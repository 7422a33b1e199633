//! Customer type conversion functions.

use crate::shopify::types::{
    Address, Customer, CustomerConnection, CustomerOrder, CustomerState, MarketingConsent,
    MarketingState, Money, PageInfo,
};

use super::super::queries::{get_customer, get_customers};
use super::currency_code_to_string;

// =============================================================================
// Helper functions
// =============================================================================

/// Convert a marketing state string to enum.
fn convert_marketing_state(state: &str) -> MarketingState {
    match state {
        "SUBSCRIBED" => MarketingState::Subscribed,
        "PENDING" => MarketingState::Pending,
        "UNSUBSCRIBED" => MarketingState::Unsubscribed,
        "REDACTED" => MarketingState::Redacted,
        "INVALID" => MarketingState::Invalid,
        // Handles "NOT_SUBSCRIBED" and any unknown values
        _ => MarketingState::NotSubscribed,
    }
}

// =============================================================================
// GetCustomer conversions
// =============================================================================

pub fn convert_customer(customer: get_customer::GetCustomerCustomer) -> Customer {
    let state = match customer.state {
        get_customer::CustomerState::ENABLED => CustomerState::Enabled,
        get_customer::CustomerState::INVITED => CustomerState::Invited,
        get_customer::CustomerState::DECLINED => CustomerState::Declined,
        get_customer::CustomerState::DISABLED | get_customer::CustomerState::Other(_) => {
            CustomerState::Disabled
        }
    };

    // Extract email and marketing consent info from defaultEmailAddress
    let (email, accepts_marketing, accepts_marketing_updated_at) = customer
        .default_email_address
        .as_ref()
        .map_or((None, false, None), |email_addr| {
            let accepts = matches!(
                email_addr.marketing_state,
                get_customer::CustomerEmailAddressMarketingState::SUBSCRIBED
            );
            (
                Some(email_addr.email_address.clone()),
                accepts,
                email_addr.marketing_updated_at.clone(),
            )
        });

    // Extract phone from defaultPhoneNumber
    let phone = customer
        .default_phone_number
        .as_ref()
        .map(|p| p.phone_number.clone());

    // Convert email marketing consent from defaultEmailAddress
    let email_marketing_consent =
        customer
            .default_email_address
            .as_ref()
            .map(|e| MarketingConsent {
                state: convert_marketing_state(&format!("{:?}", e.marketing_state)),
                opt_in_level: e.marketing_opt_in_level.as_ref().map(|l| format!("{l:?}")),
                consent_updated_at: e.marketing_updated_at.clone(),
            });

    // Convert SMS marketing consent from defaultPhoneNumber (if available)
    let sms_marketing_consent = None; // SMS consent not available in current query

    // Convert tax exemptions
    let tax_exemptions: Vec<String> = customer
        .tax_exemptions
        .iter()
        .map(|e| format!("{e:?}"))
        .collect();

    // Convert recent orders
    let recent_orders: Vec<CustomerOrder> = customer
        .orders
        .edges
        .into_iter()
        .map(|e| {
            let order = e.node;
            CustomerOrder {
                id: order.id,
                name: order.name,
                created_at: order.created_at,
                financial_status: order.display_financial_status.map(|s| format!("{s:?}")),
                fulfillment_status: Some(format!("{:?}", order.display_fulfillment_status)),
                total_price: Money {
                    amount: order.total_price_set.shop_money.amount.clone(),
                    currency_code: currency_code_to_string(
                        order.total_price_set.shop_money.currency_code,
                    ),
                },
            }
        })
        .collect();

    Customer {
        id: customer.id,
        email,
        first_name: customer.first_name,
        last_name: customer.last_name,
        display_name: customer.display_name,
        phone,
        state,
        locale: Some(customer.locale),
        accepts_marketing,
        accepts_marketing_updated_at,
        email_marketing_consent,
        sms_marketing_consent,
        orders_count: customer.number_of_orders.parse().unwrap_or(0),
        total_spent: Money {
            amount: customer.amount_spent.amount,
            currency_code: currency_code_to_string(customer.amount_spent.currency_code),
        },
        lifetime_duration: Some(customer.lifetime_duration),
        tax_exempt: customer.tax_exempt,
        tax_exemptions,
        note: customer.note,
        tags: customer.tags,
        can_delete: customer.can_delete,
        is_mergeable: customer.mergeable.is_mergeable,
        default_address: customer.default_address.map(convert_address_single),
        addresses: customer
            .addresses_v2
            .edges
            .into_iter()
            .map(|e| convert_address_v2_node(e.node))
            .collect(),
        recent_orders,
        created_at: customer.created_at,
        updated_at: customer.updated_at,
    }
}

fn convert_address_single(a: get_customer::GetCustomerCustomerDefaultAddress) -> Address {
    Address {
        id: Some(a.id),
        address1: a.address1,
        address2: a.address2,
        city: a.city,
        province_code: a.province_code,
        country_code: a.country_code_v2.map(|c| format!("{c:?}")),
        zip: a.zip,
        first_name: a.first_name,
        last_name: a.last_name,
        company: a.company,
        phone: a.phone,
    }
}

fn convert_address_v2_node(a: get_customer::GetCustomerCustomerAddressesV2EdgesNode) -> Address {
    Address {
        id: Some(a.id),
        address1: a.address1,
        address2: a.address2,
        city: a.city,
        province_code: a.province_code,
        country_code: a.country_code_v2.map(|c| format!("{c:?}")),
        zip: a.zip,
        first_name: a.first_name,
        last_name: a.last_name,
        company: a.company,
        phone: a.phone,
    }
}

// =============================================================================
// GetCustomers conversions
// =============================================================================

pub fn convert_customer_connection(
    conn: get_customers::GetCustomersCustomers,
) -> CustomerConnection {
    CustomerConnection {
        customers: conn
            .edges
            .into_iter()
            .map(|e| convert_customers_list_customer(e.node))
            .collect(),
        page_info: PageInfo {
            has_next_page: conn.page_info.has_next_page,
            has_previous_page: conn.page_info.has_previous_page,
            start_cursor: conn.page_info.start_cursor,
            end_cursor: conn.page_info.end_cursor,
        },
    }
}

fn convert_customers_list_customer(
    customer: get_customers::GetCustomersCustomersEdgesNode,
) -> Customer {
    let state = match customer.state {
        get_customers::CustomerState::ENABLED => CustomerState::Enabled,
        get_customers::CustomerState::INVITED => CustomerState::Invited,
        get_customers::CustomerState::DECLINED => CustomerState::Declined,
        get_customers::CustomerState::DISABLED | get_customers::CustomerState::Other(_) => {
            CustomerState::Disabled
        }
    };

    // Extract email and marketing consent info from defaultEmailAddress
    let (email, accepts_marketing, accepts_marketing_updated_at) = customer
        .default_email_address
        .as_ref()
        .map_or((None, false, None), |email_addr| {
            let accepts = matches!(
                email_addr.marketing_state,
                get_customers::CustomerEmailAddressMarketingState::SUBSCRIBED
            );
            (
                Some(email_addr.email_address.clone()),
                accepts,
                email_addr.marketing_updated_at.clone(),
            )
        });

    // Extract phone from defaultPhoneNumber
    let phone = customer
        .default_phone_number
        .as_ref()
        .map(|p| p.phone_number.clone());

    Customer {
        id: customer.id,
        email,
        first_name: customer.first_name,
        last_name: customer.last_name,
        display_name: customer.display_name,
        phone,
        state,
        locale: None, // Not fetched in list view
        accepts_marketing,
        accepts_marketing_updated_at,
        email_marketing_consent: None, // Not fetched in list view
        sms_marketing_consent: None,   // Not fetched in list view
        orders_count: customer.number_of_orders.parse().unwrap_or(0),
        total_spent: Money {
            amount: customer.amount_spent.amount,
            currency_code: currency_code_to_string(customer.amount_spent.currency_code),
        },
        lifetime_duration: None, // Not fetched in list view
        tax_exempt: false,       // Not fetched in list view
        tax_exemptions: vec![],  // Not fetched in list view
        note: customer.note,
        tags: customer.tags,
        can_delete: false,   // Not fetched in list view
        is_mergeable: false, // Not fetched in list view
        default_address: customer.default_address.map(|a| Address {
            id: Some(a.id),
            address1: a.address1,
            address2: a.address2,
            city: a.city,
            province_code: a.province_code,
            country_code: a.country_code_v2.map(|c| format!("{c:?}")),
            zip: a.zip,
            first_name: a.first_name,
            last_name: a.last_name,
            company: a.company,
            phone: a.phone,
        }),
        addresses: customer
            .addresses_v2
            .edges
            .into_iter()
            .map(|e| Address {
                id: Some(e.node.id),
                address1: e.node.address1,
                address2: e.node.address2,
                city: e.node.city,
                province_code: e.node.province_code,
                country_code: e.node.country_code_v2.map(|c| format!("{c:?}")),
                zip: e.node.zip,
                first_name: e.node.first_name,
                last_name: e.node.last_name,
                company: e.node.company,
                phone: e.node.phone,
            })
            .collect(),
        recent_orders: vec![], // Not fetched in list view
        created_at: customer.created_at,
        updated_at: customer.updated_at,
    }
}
* * * * * * * * *
(What needs to be done) Every line holding the word "format" should be copied out of the material.

(Response below)
                state: convert_marketing_state(&format!("{:?}", e.marketing_state)),
                opt_in_level: e.marketing_opt_in_level.as_ref().map(|l| format!("{l:?}")),
        .map(|e| format!("{e:?}"))
                financial_status: order.display_financial_status.map(|s| format!("{s:?}")),
                fulfillment_status: Some(format!("{:?}", order.display_fulfillment_status)),
        country_code: a.country_code_v2.map(|c| format!("{c:?}")),
        country_code: a.country_code_v2.map(|c| format!("{c:?}")),
            country_code: a.country_code_v2.map(|c| format!("{c:?}")),
                country_code: e.node.country_code_v2.map(|c| format!("{c:?}")),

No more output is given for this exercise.